- **WHAT YOU WILL DO**: Please give the listing underneath again, exactly as shown.
------
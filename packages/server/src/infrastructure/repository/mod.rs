//! Repository 実装
//!
//! - `inmemory`: HashMap を使ったインメモリ実装

pub mod inmemory;

pub use inmemory::InMemorySessionRepository;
------
- **YOUR RESPONSE**:
filename packages/server/src/infrastructure/repository/mod.rs
//! Repository 実装
//!
//! - `inmemory`: HashMap を使ったインメモリ実装

pub mod inmemory;

pub use inmemory::InMemorySessionRepository;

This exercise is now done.